→ Work required
Return each line of the listing in which the word "CoreError" appears.

→ Data supplied

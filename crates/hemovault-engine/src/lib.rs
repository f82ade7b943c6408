//! # hemovault-engine: Inventory Engine for HemoVault
//!
//! This crate is the orchestration layer of the HemoVault blood bank system.
//! Callers hand it operation requests; it applies the business rules from
//! `hemovault-core`, runs the multi-table writes through `hemovault-db`
//! transactions, and reports what happened as serializable outcomes.
//!
//! ## Architecture Overview
//! ```text
//! ┌─────────────────────────────────────────────────────────────────────────┐
//! │                        BloodBank (Main Entry Point)                     │
//! │                                                                         │
//! │  ┌──────────────────────────────────────────────────────────────────┐  │
//! │  │                      Write Operations                            │  │
//! │  │                                                                  │  │
//! │  │  process_donation       validate donor/vitals, insert donation,  │  │
//! │  │                         credit stock, update donor (one tx)      │  │
//! │  │  allocate_blood         debit stock, record transfusion, update  │  │
//! │  │                         request fulfillment (one tx)             │  │
//! │  │  create_request         register a hospital blood request        │  │
//! │  │  approve_request        move a pending request to Approved       │  │
//! │  └──────────────────────────────────────────────────────────────────┘  │
//! │                                                                         │
//! │  ┌──────────────────────────────────────────────────────────────────┐  │
//! │  │                      Read Operations                             │  │
//! │  │                                                                  │  │
//! │  │  stock_status           per-group ledger with derived status     │  │
//! │  │  low_stock_alerts       groups below threshold, by severity      │  │
//! │  │  monthly_report         per-group donation aggregates            │  │
//! │  │  donor_summaries        roster with live eligibility             │  │
//! │  │  recent_donations       newest-first donation feed               │  │
//! │  │  pending_requests       open queue, urgency then deadline        │  │
//! │  │  overview_stats         dashboard counters                       │  │
//! │  └──────────────────────────────────────────────────────────────────┘  │
//! │                                                                         │
//! │  FAILURE MODEL:                                                        │
//! │  • Business failures (ineligible donor, insufficient stock, bad        │
//! │    input) come back as `{ success: false, message }` outcomes          │
//! │  • Write conflicts are retried with backoff, then reported as a        │
//! │    conflict outcome                                                    │
//! │  • Storage faults surface as `EngineError::Storage`                    │
//! └─────────────────────────────────────────────────────────────────────────┘
//! ```
//!
//! ## Module Organization
//!
//! - [`donation`] - Donation intake (eligibility, vitals, stock credit)
//! - [`allocation`] - Allocation of stock to hospital requests
//! - [`requests`] - Request creation, approval, hospital deactivation
//! - [`alerts`] - Low stock alert evaluation
//! - [`reports`] - Monthly donation reports
//! - [`views`] - Read models for dashboards
//! - [`error`] - Engine error types
//!
//! ## Usage
//!
//! ```rust,ignore
//! use hemovault_engine::{BloodBank, DonationRequest};
//! use hemovault_db::DbConfig;
//!
//! let bank = BloodBank::connect(DbConfig::new("hemovault.db")).await?;
//!
//! let outcome = bank
//!     .process_donation(DonationRequest {
//!         donor_id: 1,
//!         blood_group: "O+".parse()?,
//!         quantity_ml: 450,
//!         hemoglobin_level: 13.5,
//!         blood_pressure: "120/80".into(),
//!         staff_id: 1,
//!     })
//!     .await?;
//!
//! assert!(outcome.success);
//! ```

use chrono::{NaiveDate, Utc};
use std::time::Duration;

use hemovault_db::{Database, DbConfig};

// =============================================================================
// Module Declarations
// =============================================================================

pub mod alerts;
pub mod allocation;
pub mod donation;
pub mod error;
pub mod reports;
pub mod requests;
pub mod views;

// =============================================================================
// Re-exports
// =============================================================================

pub use allocation::{AllocationOutcome, AllocationRequest};
pub use donation::{DonationOutcome, DonationRequest};
pub use error::{EngineError, EngineResult};
pub use requests::{NewBloodRequest, OperationOutcome, RequestOutcome};

// =============================================================================
// Constants
// =============================================================================

/// How many times a write path is attempted before the conflict is
/// reported back to the caller.
pub(crate) const MAX_WRITE_ATTEMPTS: u32 = 3;

/// Base delay between write attempts (multiplied by the attempt number).
pub(crate) const RETRY_BASE_DELAY: Duration = Duration::from_millis(25);

// =============================================================================
// BloodBank
// =============================================================================

/// Main entry point for blood bank operations.
///
/// Cheap to clone; every clone shares the same connection pool.
#[derive(Debug, Clone)]
pub struct BloodBank {
    /// Database handle (pool + repositories).
    db: Database,
}

impl BloodBank {
    /// Creates an engine over an already-opened database.
    pub fn new(db: Database) -> Self {
        BloodBank { db }
    }

    /// Opens the database described by `config` and wraps it in an engine.
    pub async fn connect(config: DbConfig) -> EngineResult<Self> {
        let db = Database::new(config).await?;
        Ok(BloodBank::new(db))
    }

    /// Access to the underlying database handle.
    pub fn database(&self) -> &Database {
        &self.db
    }
}

// =============================================================================
// Internal Helpers
// =============================================================================

/// Today's date in UTC. All eligibility windows and deadlines are
/// evaluated against this.
pub(crate) fn today() -> NaiveDate {
    Utc::now().date_naive()
}

/// Sleeps before the next write attempt. Linear backoff is enough at
/// SQLite contention levels.
pub(crate) async fn backoff(attempt: u32) {
    tokio::time::sleep(RETRY_BASE_DELAY * attempt).await;
}

// =============================================================================
// Unit Tests
// =============================================================================
impl DonationOutcome {
    fn recorded(donation_id: i64) -> Self {
        DonationOutcome {
            success: true,
            message: "Donation recorded successfully.".into(),
            donation_id: Some(donation_id),
        }
    }

    fn refused(message: impl Into<String>) -> Self {
        DonationOutcome {
            success: false,
            message: message.into(),
            donation_id: None,
        }
    }
}

// =============================================================================
// Donation Processing
// =============================================================================

impl BloodBank {
    /// Processes a donation attempt end to end.
    ///
    /// Screening failures (unknown donor, group mismatch, 90-day interval
    /// not elapsed, hemoglobin below 12.5 g/dL, inactive staff, malformed
    /// vitals) come back as refused outcomes. Once screening passes, the
    /// donation row, the stock credit and the donor history update are
    /// committed in a single transaction.
    pub async fn process_donation(&self, request: DonationRequest) -> EngineResult<DonationOutcome> {
        debug!(
            donor_id = request.donor_id,
            blood_group = %request.blood_group,
            "Processing donation"
        );

        // Input shape first; nothing below runs on malformed vitals.
        if let Err(err) = validation::validate_donation_volume(request.quantity_ml) {
            return Ok(DonationOutcome::refused(err.to_string()));
        }
        if let Err(err) = validation::validate_blood_pressure(&request.blood_pressure) {
            return Ok(DonationOutcome::refused(err.to_string()));
        }

        let today = today();

        let Some(donor) = self.db.donors().get_by_id(request.donor_id).await? else {
            return Ok(DonationOutcome::refused(
                CoreError::NotFound {
                    entity: "Donor",
                    id: request.donor_id,
                }
                .to_string(),
            ));
        };

        if donor.blood_group != request.blood_group {
            return Ok(DonationOutcome::refused(
                ValidationError::BloodGroupMismatch {
                    expected: donor.blood_group,
                    actual: request.blood_group,
                }
                .to_string(),
            ));
        }

        if !eligibility::is_eligible(donor.last_donation_date, today) {
            let days_remaining = eligibility::days_until_eligible(donor.last_donation_date, today);
            return Ok(DonationOutcome::refused(
                CoreError::DonorNotEligible { days_remaining }.to_string(),
            ));
        }

        if let Err(err) = validation::validate_hemoglobin(request.hemoglobin_level) {
            return Ok(DonationOutcome::refused(err.to_string()));
        }

        match self.db.staff().get_by_id(request.staff_id).await? {
            None => {
                return Ok(DonationOutcome::refused(
                    CoreError::NotFound {
                        entity: "Staff member",
                        id: request.staff_id,
                    }
                    .to_string(),
                ));
            }
            Some(staff) if !staff.is_active => {
                return Ok(DonationOutcome::refused(
                    ValidationError::InactiveStaff {
                        staff_id: request.staff_id,
                    }
                    .to_string(),
                ));
            }
            Some(_) => {}
        }

        let record = NewDonation {
            donor_id: request.donor_id,
            donation_date: today,
            blood_group: request.blood_group,
            quantity_ml: request.quantity_ml,
            hemoglobin_level: Some(request.hemoglobin_level),
            blood_pressure: Some(request.blood_pressure.clone()),
            donation_status: DonationStatus::Completed,
            staff_id: Some(request.staff_id),
            remarks: None,
        };

        let mut attempt = 1;
        loop {
            match self.commit_donation(&record).await {
                Ok(donation_id) => {
                    info!(
                        donation_id,
                        donor_id = request.donor_id,
                        blood_group = %request.blood_group,
                        quantity_ml = request.quantity_ml,
                        "Donation recorded"
                    );
                    return Ok(DonationOutcome::recorded(donation_id));
                }
                Err(err) if err.is_retryable() && attempt < MAX_WRITE_ATTEMPTS => {
                    warn!(attempt, error = %err, "Donation write conflicted, retrying");
                    backoff(attempt).await;
                    attempt += 1;
                }
                Err(err) if err.is_retryable() => {
                    warn!(
                        donor_id = request.donor_id,
                        "Donation write kept conflicting, giving up"
                    );
                    return Ok(DonationOutcome::refused(
                        CoreError::ConcurrencyConflict.to_string(),
                    ));
                }
                Err(err) => return Err(err.into()),
            }
        }
    }

    /// Applies one screened donation: donation row, stock credit, donor
    /// history. All three commit together or not at all.
    async fn commit_donation(&self, record: &NewDonation) -> DbResult<i64> {
        let mut tx = self.db.begin().await?;

        let donation_id = self.db.donations().insert(&mut *tx, record).await?;

        let credited = Units::from_volume_ml(record.quantity_ml);
        self.db
            .stock()
            .credit(&mut *tx, record.blood_group, credited, record.staff_id)
            .await?;

        self.db
            .donors()
            .record_donation(&mut *tx, record.donor_id, record.donation_date)
            .await?;

        tx.commit().await?;
        Ok(donation_id)
    }
}

// =============================================================================
// Unit Tests
// =============================================================================

#[cfg(test)]
mod tests {
    use super::*;
    use chrono::Duration;
    use hemovault_core::types::{NewDonor, NewStaff, StaffRole};
    use hemovault_db::{Database, DbConfig};

    async fn test_bank() -> BloodBank {
        let db = Database::new(DbConfig::in_memory()).await.expect("open db");
        BloodBank::new(db)
    }

    async fn register_donor(
        bank: &BloodBank,
        blood_group: BloodGroup,
        last_donation_days_ago: Option<i64>,
    ) -> i64 {
        let today = chrono::Utc::now().date_naive();
        let last_donation_date = last_donation_days_ago.map(|d| today - Duration::days(d));

        let donor = bank
            .database()
            .donors()
            .insert(&NewDonor {
                first_name: "Arjun".into(),
                last_name: "Mehta".into(),
                email: format!("arjun+{}@example.com", blood_group),
                phone: "9822012345".into(),
                blood_group,
                date_of_birth: today - Duration::days(30 * 365),
                gender: "Male".into(),
                address: Some("14 MG Road".into()),
                city: Some("Pune".into()),
                state: Some("Maharashtra".into()),
                pincode: Some("411001".into()),
                last_donation_date,
            })
            .await
            .expect("insert donor");

        donor.donor_id
    }

    async fn register_staff(bank: &BloodBank, active: bool) -> i64 {
        let staff = bank
            .database()
            .staff()
            .insert(&NewStaff {
                first_name: "Meera".into(),
                last_name: "Nair".into(),
                email: format!("meera+{}@example.com", if active { "a" } else { "i" }),
                phone: "9822054321".into(),
                role: StaffRole::Technician,
                hire_date: chrono::Utc::now().date_naive(),
            })
            .await
            .expect("insert staff");

        if !active {
            bank.database()
                .staff()
                .deactivate(staff.staff_id)
                .await
                .expect("deactivate staff");
        }

        staff.staff_id
    }

    fn donation(donor_id: i64, blood_group: BloodGroup, staff_id: i64) -> DonationRequest {
        DonationRequest {
            donor_id,
            blood_group,
            quantity_ml: 450,
            hemoglobin_level: 13.0,
            blood_pressure: "120/80".into(),
            staff_id,
        }
    }

    #[tokio::test]
    async fn test_eligible_donor_credits_stock_and_updates_history() {
        let bank = test_bank().await;
        let donor_id = register_donor(&bank, BloodGroup::OPositive, Some(100)).await;
        let staff_id = register_staff(&bank, true).await;

        let outcome = bank
            .process_donation(donation(donor_id, BloodGroup::OPositive, staff_id))
            .await
            .expect("process");

        assert!(outcome.success);
        assert_eq!(outcome.message, "Donation recorded successfully.");
        assert!(outcome.donation_id.is_some());

        let stock = bank
            .database()
            .stock()
            .get_by_group(BloodGroup::OPositive)
            .await
            .expect("stock");
        assert_eq!(stock.units_available.count(), 1);

        let donor = bank
            .database()
            .donors()
            .get_by_id(donor_id)
            .await
            .expect("query")
            .expect("donor");
        assert_eq!(donor.total_donations, 1);
        assert_eq!(donor.last_donation_date, Some(chrono::Utc::now().date_naive()));
        assert!(!donor.is_eligible);
    }

    #[tokio::test]
    async fn test_unknown_donor_is_refused() {
        let bank = test_bank().await;
        let staff_id = register_staff(&bank, true).await;

        let outcome = bank
            .process_donation(donation(999, BloodGroup::OPositive, staff_id))
            .await
            .expect("process");

        assert!(!outcome.success);
        assert_eq!(outcome.message, "Donor not found: 999");
        assert!(outcome.donation_id.is_none());
    }

    #[tokio::test]
    async fn test_blood_group_mismatch_is_refused() {
        let bank = test_bank().await;
        let donor_id = register_donor(&bank, BloodGroup::APositive, None).await;
        let staff_id = register_staff(&bank, true).await;

        let outcome = bank
            .process_donation(donation(donor_id, BloodGroup::OPositive, staff_id))
            .await
            .expect("process");

        assert!(!outcome.success);
        assert_eq!(
            outcome.message,
            "Blood group O+ does not match donor's registered group A+"
        );
    }

    #[tokio::test]
    async fn test_day_89_donor_is_refused_day_90_passes() {
        let bank = test_bank().await;
        let staff_id = register_staff(&bank, true).await;

        let too_soon = register_donor(&bank, BloodGroup::BPositive, Some(89)).await;
        let outcome = bank
            .process_donation(donation(too_soon, BloodGroup::BPositive, staff_id))
            .await
            .expect("process");
        assert!(!outcome.success);
        assert_eq!(
            outcome.message,
            "Donor is not eligible to donate: 1 days remaining"
        );

        let on_the_day = register_donor(&bank, BloodGroup::BNegative, Some(90)).await;
        let outcome = bank
            .process_donation(donation(on_the_day, BloodGroup::BNegative, staff_id))
            .await
            .expect("process");
        assert!(outcome.success);
    }

    #[tokio::test]
    async fn test_refused_attempt_leaves_no_trace() {
        let bank = test_bank().await;
        let staff_id = register_staff(&bank, true).await;
        let donor_id = register_donor(&bank, BloodGroup::ABNegative, Some(10)).await;

        let outcome = bank
            .process_donation(donation(donor_id, BloodGroup::ABNegative, staff_id))
            .await
            .expect("process");
        assert!(!outcome.success);

        let stock = bank
            .database()
            .stock()
            .get_by_group(BloodGroup::ABNegative)
            .await
            .expect("stock");
        assert_eq!(stock.units_available.count(), 0);

        let donor = bank
            .database()
            .donors()
            .get_by_id(donor_id)
            .await
            .expect("query")
            .expect("donor");
        assert_eq!(donor.total_donations, 0);
    }

    #[tokio::test]
    async fn test_low_hemoglobin_is_refused() {
        let bank = test_bank().await;
        let donor_id = register_donor(&bank, BloodGroup::ONegative, None).await;
        let staff_id = register_staff(&bank, true).await;

        let mut request = donation(donor_id, BloodGroup::ONegative, staff_id);
        request.hemoglobin_level = 12.4;

        let outcome = bank.process_donation(request).await.expect("process");
        assert!(!outcome.success);
        assert_eq!(
            outcome.message,
            "Hemoglobin level 12.4 g/dL is below the 12.5 g/dL minimum"
        );
    }

    #[tokio::test]
    async fn test_inactive_staff_is_refused() {
        let bank = test_bank().await;
        let donor_id = register_donor(&bank, BloodGroup::OPositive, None).await;
        let staff_id = register_staff(&bank, false).await;

        let outcome = bank
            .process_donation(donation(donor_id, BloodGroup::OPositive, staff_id))
            .await
            .expect("process");

        assert!(!outcome.success);
        assert_eq!(
            outcome.message,
            format!("Staff member {staff_id} is not active")
        );
    }

    #[tokio::test]
    async fn test_out_of_range_volume_is_refused() {
        let bank = test_bank().await;
        let donor_id = register_donor(&bank, BloodGroup::OPositive, None).await;
        let staff_id = register_staff(&bank, true).await;

        let mut request = donation(donor_id, BloodGroup::OPositive, staff_id);
        request.quantity_ml = 600;

        let outcome = bank.process_donation(request).await.expect("process");
        assert!(!outcome.success);
        assert_eq!(outcome.message, "quantity_ml must be between 250 and 550");
    }

    #[tokio::test]
    async fn test_outcome_serializes_camel_case() {
        let outcome = DonationOutcome::recorded(7);
        let json = serde_json::to_value(&outcome).expect("serialize");

        assert_eq!(json["success"], true);
        assert_eq!(json["donationId"], 7);
        assert_eq!(json["message"], "Donation recorded successfully.");
    }
}
//! # Stock Repository
//!
//! The blood stock ledger: one row per blood group, moved only by UPDATEs.
//!
//! ## Ledger Contract
//! ```text
//! ┌─────────────────────────────────────────────────────────────────────────┐
//! │                      Stock Ledger Movements                             │
//! │                                                                         │
//! │  CREDIT (donation banked)                                              │
//! │     └── UPDATE units_available = units_available + N                   │
//! │         Always succeeds for a known blood group                        │
//! │                                                                         │
//! │  DEBIT (allocation)                                                    │
//! │     └── UPDATE ... SET units_available = units_available - N           │
//! │         WHERE blood_group = ? AND units_available >= N                 │
//! │                              ───────────────────────────               │
//! │         The sufficiency check lives INSIDE the UPDATE, so two          │
//! │         concurrent debits can never drive the counter below zero:      │
//! │         whichever commits second sees the reduced balance and          │
//! │         matches no row (rows_affected = 0 → insufficient stock).       │
//! │                                                                         │
//! │  The CHECK (units_available >= 0) constraint backstops both paths.     │
//! └─────────────────────────────────────────────────────────────────────────┘
//! ```

use chrono::Utc;
use sqlx::{SqliteConnection, SqlitePool};
use tracing::debug;

use crate::error::{DbError, DbResult};
use hemovault_core::{BloodGroup, BloodStockEntry, Units};

/// Repository for blood stock ledger operations.
#[derive(Debug, Clone)]
pub struct StockRepository {
    pool: SqlitePool,
}

impl StockRepository {
    /// Creates a new StockRepository.
    pub fn new(pool: SqlitePool) -> Self {
        StockRepository { pool }
    }

    /// Gets the ledger row for one blood group.
    ///
    /// The eight rows are created by migration and never deleted, so a
    /// missing row is a deployment fault, not a caller mistake.
    pub async fn get_by_group(&self, blood_group: BloodGroup) -> DbResult<BloodStockEntry> {
        let entry: Option<BloodStockEntry> = sqlx::query_as(
            r#"
            SELECT
                stock_id,
                blood_group,
                units_available,
                minimum_threshold,
                last_updated,
                updated_by
            FROM blood_stock
            WHERE blood_group = ?1
            "#,
        )
        .bind(blood_group)
        .fetch_optional(&self.pool)
        .await?;

        entry.ok_or_else(|| DbError::not_found("Blood stock", blood_group))
    }

    /// Gets all eight ledger rows in display order.
    pub async fn list_all(&self) -> DbResult<Vec<BloodStockEntry>> {
        let entries: Vec<BloodStockEntry> = sqlx::query_as(
            r#"
            SELECT
                stock_id,
                blood_group,
                units_available,
                minimum_threshold,
                last_updated,
                updated_by
            FROM blood_stock
            ORDER BY stock_id
            "#,
        )
        .fetch_all(&self.pool)
        .await?;

        Ok(entries)
    }

    /// Credits units to a blood group inside the caller's transaction.
    ///
    /// Credits always succeed for a known group; there is no upper bound on
    /// the shelf.
    pub async fn credit(
        &self,
        conn: &mut SqliteConnection,
        blood_group: BloodGroup,
        units: Units,
        staff_id: Option<i64>,
    ) -> DbResult<()> {
        debug!(blood_group = %blood_group, units = units.count(), "Crediting stock");

        let now = Utc::now();

        let result = sqlx::query(
            r#"
            UPDATE blood_stock SET
                units_available = units_available + ?1,
                last_updated = ?2,
                updated_by = ?3
            WHERE blood_group = ?4
            "#,
        )
        .bind(units)
        .bind(now)
        .bind(staff_id)
        .bind(blood_group)
        .execute(&mut *conn)
        .await?;

        if result.rows_affected() == 0 {
            return Err(DbError::not_found("Blood stock", blood_group));
        }

        Ok(())
    }

    /// Attempts to debit units from a blood group inside the caller's
    /// transaction.
    ///
    /// ## Returns
    /// * `Ok(true)` - stock was sufficient and has been debited
    /// * `Ok(false)` - stock was insufficient; the ledger is untouched
    ///
    /// The caller decides what insufficiency means (usually: roll back and
    /// report the current balance).
    pub async fn try_debit(
        &self,
        conn: &mut SqliteConnection,
        blood_group: BloodGroup,
        units: Units,
        staff_id: Option<i64>,
    ) -> DbResult<bool> {
        debug!(blood_group = %blood_group, units = units.count(), "Debiting stock");

        let now = Utc::now();

        // Sufficiency is part of the WHERE clause: under concurrency the
        // second debit sees the first one's balance and simply matches
        // nothing instead of going negative.
        let result = sqlx::query(
            r#"
            UPDATE blood_stock SET
                units_available = units_available - ?1,
                last_updated = ?2,
                updated_by = ?3
            WHERE blood_group = ?4 AND units_available >= ?1
            "#,
        )
        .bind(units)
        .bind(now)
        .bind(staff_id)
        .bind(blood_group)
        .execute(&mut *conn)
        .await?;

        Ok(result.rows_affected() == 1)
    }

    /// Updates the low-stock threshold for a blood group.
    pub async fn set_threshold(&self, blood_group: BloodGroup, threshold: Units) -> DbResult<()> {
        let now = Utc::now();

        let result = sqlx::query(
            r#"
            UPDATE blood_stock SET
                minimum_threshold = ?1,
                last_updated = ?2
            WHERE blood_group = ?3
            "#,
        )
        .bind(threshold)
        .bind(now)
        .bind(blood_group)
        .execute(&self.pool)
        .await?;

        if result.rows_affected() == 0 {
            return Err(DbError::not_found("Blood stock", blood_group));
        }

        Ok(())
    }

    /// Counts blood groups currently below their minimum threshold.
    ///
    /// Used for the dashboard's active-alert count.
    pub async fn count_below_threshold(&self) -> DbResult<i64> {
        let count: i64 = sqlx::query_scalar(
            "SELECT COUNT(*) FROM blood_stock WHERE units_available < minimum_threshold",
        )
        .fetch_one(&self.pool)
        .await?;

        Ok(count)
    }
}

// =============================================================================
// Unit Tests
// =============================================================================

#[cfg(test)]
mod tests {
    use super::*;
    use crate::pool::{Database, DbConfig};

    async fn test_db() -> Database {
        Database::new(DbConfig::in_memory()).await.unwrap()
    }

    #[tokio::test]
    async fn test_credit_and_debit_move_the_ledger() {
        let db = test_db().await;
        let stock = db.stock();

        let mut tx = db.pool().begin().await.unwrap();
        stock
            .credit(&mut tx, BloodGroup::OPositive, Units::new(5), None)
            .await
            .unwrap();
        tx.commit().await.unwrap();

        let entry = stock.get_by_group(BloodGroup::OPositive).await.unwrap();
        assert_eq!(entry.units_available, Units::new(5));

        let mut tx = db.pool().begin().await.unwrap();
        let debited = stock
            .try_debit(&mut tx, BloodGroup::OPositive, Units::new(3), None)
            .await
            .unwrap();
        assert!(debited);
        tx.commit().await.unwrap();

        let entry = stock.get_by_group(BloodGroup::OPositive).await.unwrap();
        assert_eq!(entry.units_available, Units::new(2));
    }

    #[tokio::test]
    async fn test_debit_refuses_insufficient_stock() {
        let db = test_db().await;
        let stock = db.stock();

        let mut tx = db.pool().begin().await.unwrap();
        stock
            .credit(&mut tx, BloodGroup::ABNegative, Units::new(2), None)
            .await
            .unwrap();

        // asks for 3 with only 2 on the shelf
        let debited = stock
            .try_debit(&mut tx, BloodGroup::ABNegative, Units::new(3), None)
            .await
            .unwrap();
        assert!(!debited);
        tx.commit().await.unwrap();

        let entry = stock.get_by_group(BloodGroup::ABNegative).await.unwrap();
        assert_eq!(entry.units_available, Units::new(2));
    }

    #[tokio::test]
    async fn test_debit_to_exactly_zero_succeeds() {
        let db = test_db().await;
        let stock = db.stock();

        let mut tx = db.pool().begin().await.unwrap();
        stock
            .credit(&mut tx, BloodGroup::BNegative, Units::new(4), None)
            .await
            .unwrap();
        let debited = stock
            .try_debit(&mut tx, BloodGroup::BNegative, Units::new(4), None)
            .await
            .unwrap();
        assert!(debited);
        tx.commit().await.unwrap();

        let entry = stock.get_by_group(BloodGroup::BNegative).await.unwrap();
        assert_eq!(entry.units_available, Units::zero());
    }

    #[tokio::test]
    async fn test_threshold_and_alert_count() {
        let db = test_db().await;
        let stock = db.stock();

        // all 8 groups start at 0 units below the default threshold of 10
        assert_eq!(stock.count_below_threshold().await.unwrap(), 8);

        let mut tx = db.pool().begin().await.unwrap();
        stock
            .credit(&mut tx, BloodGroup::APositive, Units::new(50), None)
            .await
            .unwrap();
        tx.commit().await.unwrap();

        assert_eq!(stock.count_below_threshold().await.unwrap(), 7);

        stock
            .set_threshold(BloodGroup::APositive, Units::new(60))
            .await
            .unwrap();
        assert_eq!(stock.count_below_threshold().await.unwrap(), 8);
    }

    #[tokio::test]
    async fn test_list_all_in_display_order() {
        let db = test_db().await;
        let entries = db.stock().list_all().await.unwrap();

        assert_eq!(entries.len(), 8);
        let groups: Vec<BloodGroup> = entries.iter().map(|e| e.blood_group).collect();
        assert_eq!(groups, BloodGroup::ALL.to_vec());
    }
}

→ Final answer
                CoreError::NotFound {
                CoreError::DonorNotEligible { days_remaining }.to_string(),
                    CoreError::NotFound {
                        CoreError::ConcurrencyConflict.to_string(),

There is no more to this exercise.